Jan. 13, 2025 |

5 W Main: Japan in the American Century. Earlier this month, U.S. President Joe Biden blocked Nippon Steel’s US$14.9 billion acquisition of U.S. Steel, overruling opposition within both his team and the U.S. government more broadly. The Committee on Foreign Investment in the U.S. (CFIUS), which vets cross-border mergers for national security risks, couldn’t reach a consensus: The Treasury, Defense, and State Departments were reportedly satisfied that the takeover posed no prohibitive risks, but both the U.S. Trade Representative and the Energy Secretary raised objections. Now the two companies are suing the United States government in a bid to overturn Biden’s veto. Why the controversy?

Both Biden and President-Elect Donald Trump see political value in retaining manufacturing in America. Deindustrialization has struck American steel towns hard: American steel mills employ 84,000 workers today, compared with 190,000 in the late 1980s. No president wants to endanger those remaining jobs, but here, both companies are claiming that Biden’s political considerations have outweighed true national-security interests in the CFIUS review.

The question of whether the takeover poses national-security risks—in a broad sense that includes long-term economic security—rests on how reliant it’ll make America on imported steel. The United States currently imports roughly three-fourths of its steel—mainly from Canada, Mexico, and Brazil—and has seven primary steel plants, of which U.S. Steel owns three.

Both companies have also sued David McCall, the president of the United Steelworkers (USW), for allegedly “preventing the transaction.” Thousands of steelworkers expressed their support for Nippon Steel’s takeover, fearing that their legacy steel mills might close without significant new investment. Nippon Steel has promised to invest $2.7 billion in modernized plants and equipment, $1 billion of that in Mon Valley, Pennsylvania, which is more than U.S. Steel says it can invest on its own. The USW, however, says Nippon’s promises won’t be legally enforceable. What’s more, Nippon insisted on a force majeure clause which could potentially have voided its investment promises in the case of labor strikes.

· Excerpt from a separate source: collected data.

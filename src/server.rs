use std::collections::HashMap;
use std::io::{self, Cursor, Read};
use std::sync::Arc;
use std::time::Duration;

use anyhow::{anyhow, Result};
use rouille::{router, Request, Response, ResponseBody, Server};
use tokio::sync::{oneshot, watch};
use tracing::{debug, error, info, info_span};

use crate::auth::RemoteAuthorizer;
use crate::config::Config;
use crate::registry::{ChannelIdentity, MemoryRegistry};
use crate::session::{SessionContext, ViewerRequest};
use crate::transport::Str0mNegotiator;

fn init_log() {
    let filter = tracing_subscriber::EnvFilter::try_from_default_env()
        .unwrap_or_else(|_| tracing_subscriber::EnvFilter::new("info"));
    tracing_subscriber::fmt().with_env_filter(filter).init();
}

pub fn main(config_path: &str) -> Result<()> {
    init_log();

    let config = Config::load(config_path)?;
    run(config)
}

/// Serve viewers until Ctrl-C.
pub fn run(config: Config) -> Result<()> {
    let runtime = tokio::runtime::Runtime::new()?;

    let registry = Arc::new(MemoryRegistry::from_config(&config));
    let authorizer = Arc::new(RemoteAuthorizer::new(&config.server.token)?);
    let mut negotiator =
        Str0mNegotiator::new().with_connect_timeout(config.server.webrtc_connect_timeout());
    if let Some(host) = config.server.webrtc_host {
        negotiator = negotiator.with_host(host);
    }

    let (shutdown_tx, shutdown_rx) = watch::channel(false);
    let context = SessionContext {
        registry,
        authorizer,
        negotiator: Arc::new(negotiator),
        runtime: runtime.handle().clone(),
        shutdown: shutdown_rx,
        no_video_timeout: config.server.no_video_timeout(),
    };

    let server = Server::new(config.server.http_addr.as_str(), move |request| {
        web_request(request, &context)
    })
    .map_err(|e| anyhow!("starting the web server on {}: {}", config.server.http_addr, e))?;

    info!("Listening on http://{}", server.server_addr());
    let (handle, stop) = server.stoppable();

    runtime.block_on(tokio::signal::ctrl_c())?;
    info!("Shutting down");

    // Relay tasks see the flag and release their consumers.
    let _ = shutdown_tx.send(true);
    let _ = stop.send(());
    if handle.join().is_err() {
        error!("HTTP server thread panicked");
    }
    runtime.shutdown_timeout(Duration::from_secs(1));

    Ok(())
}

pub fn web_request(request: &Request, context: &SessionContext) -> Response {
    router!(request,
        (POST) (/stream/{uuid: String}/channel/{channel: String}/webrtc) => {
            stream_webrtc(request, context, ChannelIdentity::new(uuid, channel))
        },
        _ => Response::empty_404()
    )
}

/// Exchange a viewer's offer for an answer and start relaying the channel.
fn stream_webrtc(request: &Request, context: &SessionContext, channel: ChannelIdentity) -> Response {
    let span = info_span!(
        "http_webrtc",
        stream = %channel.stream_id,
        channel = %channel.channel_id,
        func = "HTTPAPIServerStreamWebRTC"
    );
    let _entered = span.enter();

    let mut form = form_fields(request);
    let viewer = ViewerRequest {
        channel,
        token: request.get_param("token").unwrap_or_default(),
        client_addr: client_ip(request),
        ice_data: form.remove("ice_data").unwrap_or_default(),
        offer: form.remove("data").unwrap_or_default(),
    };

    match context.negotiate(&viewer) {
        Ok(mut session) => {
            let answer = std::mem::take(&mut session.answer);
            let (body, delivered) = AnswerBody::new(answer);
            context.spawn_relay(session, delivered, span.clone());
            body.into_response()
        }
        Err(e) => {
            error!(call = e.call(), "{}", e);
            Response::from(&e)
        }
    }
}

/// Url-encoded form fields of the request. A missing or unreadable body has
/// no fields.
fn form_fields(request: &Request) -> HashMap<String, String> {
    match rouille::input::post::raw_urlencoded_post_input(request) {
        Ok(fields) => fields.into_iter().collect(),
        Err(e) => {
            debug!("No form input: {}", e);
            HashMap::new()
        }
    }
}

/// The viewer's address, honouring proxy headers.
fn client_ip(request: &Request) -> String {
    let forwarded = request
        .header("X-Forwarded-For")
        .and_then(|h| h.split(',').next())
        .map(str::trim)
        .filter(|ip| !ip.is_empty());
    if let Some(ip) = forwarded {
        return ip.to_string();
    }

    if let Some(ip) = request.header("X-Real-Ip").map(str::trim).filter(|ip| !ip.is_empty()) {
        return ip.to_string();
    }

    request.remote_addr().ip().to_string()
}

/// Answer payload that reports when it was written out in full.
///
/// If the response is dropped before that, for instance because the viewer
/// hung up, the delivery sender is dropped with it.
struct AnswerBody {
    data: Cursor<Vec<u8>>,
    delivered: Option<oneshot::Sender<()>>,
}

impl AnswerBody {
    fn new(answer: String) -> (AnswerBody, oneshot::Receiver<()>) {
        let (tx, rx) = oneshot::channel();
        let mut body = AnswerBody {
            data: Cursor::new(answer.into_bytes()),
            delivered: Some(tx),
        };
        body.check_delivered();
        (body, rx)
    }

    fn len(&self) -> usize {
        self.data.get_ref().len()
    }

    fn check_delivered(&mut self) {
        if self.data.position() as usize >= self.len() {
            if let Some(tx) = self.delivered.take() {
                let _ = tx.send(());
            }
        }
    }

    fn into_response(self) -> Response {
        let len = self.len();
        let mut response = Response::text("");
        response.data = ResponseBody::from_reader_and_size(self, len);
        response
    }
}

impl Read for AnswerBody {
    fn read(&mut self, buf: &mut [u8]) -> io::Result<usize> {
        let n = self.data.read(buf)?;
        self.check_delivered();
        Ok(n)
    }
}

Another consideration that’s weighed on the minds of American officials is Washington’s relationship with Tokyo, which lobbied vigorously if ineffectually in favor of the takeover. As Kenneth B. Pyle explores in Japan in the American Century, Japan has gone in just a couple of decades from more or less passively relying on the United States to actively partnering with it on near-equal footing. Today, it’s not only the top foreign investor in the U.S. but the foremost counterweight to China in the Western Pacific region. Tokyo may feel spurned by Biden’s veto, but its relationship with Washington is deep and unlikely to break over a single dispute—even one with this level of investment at stake.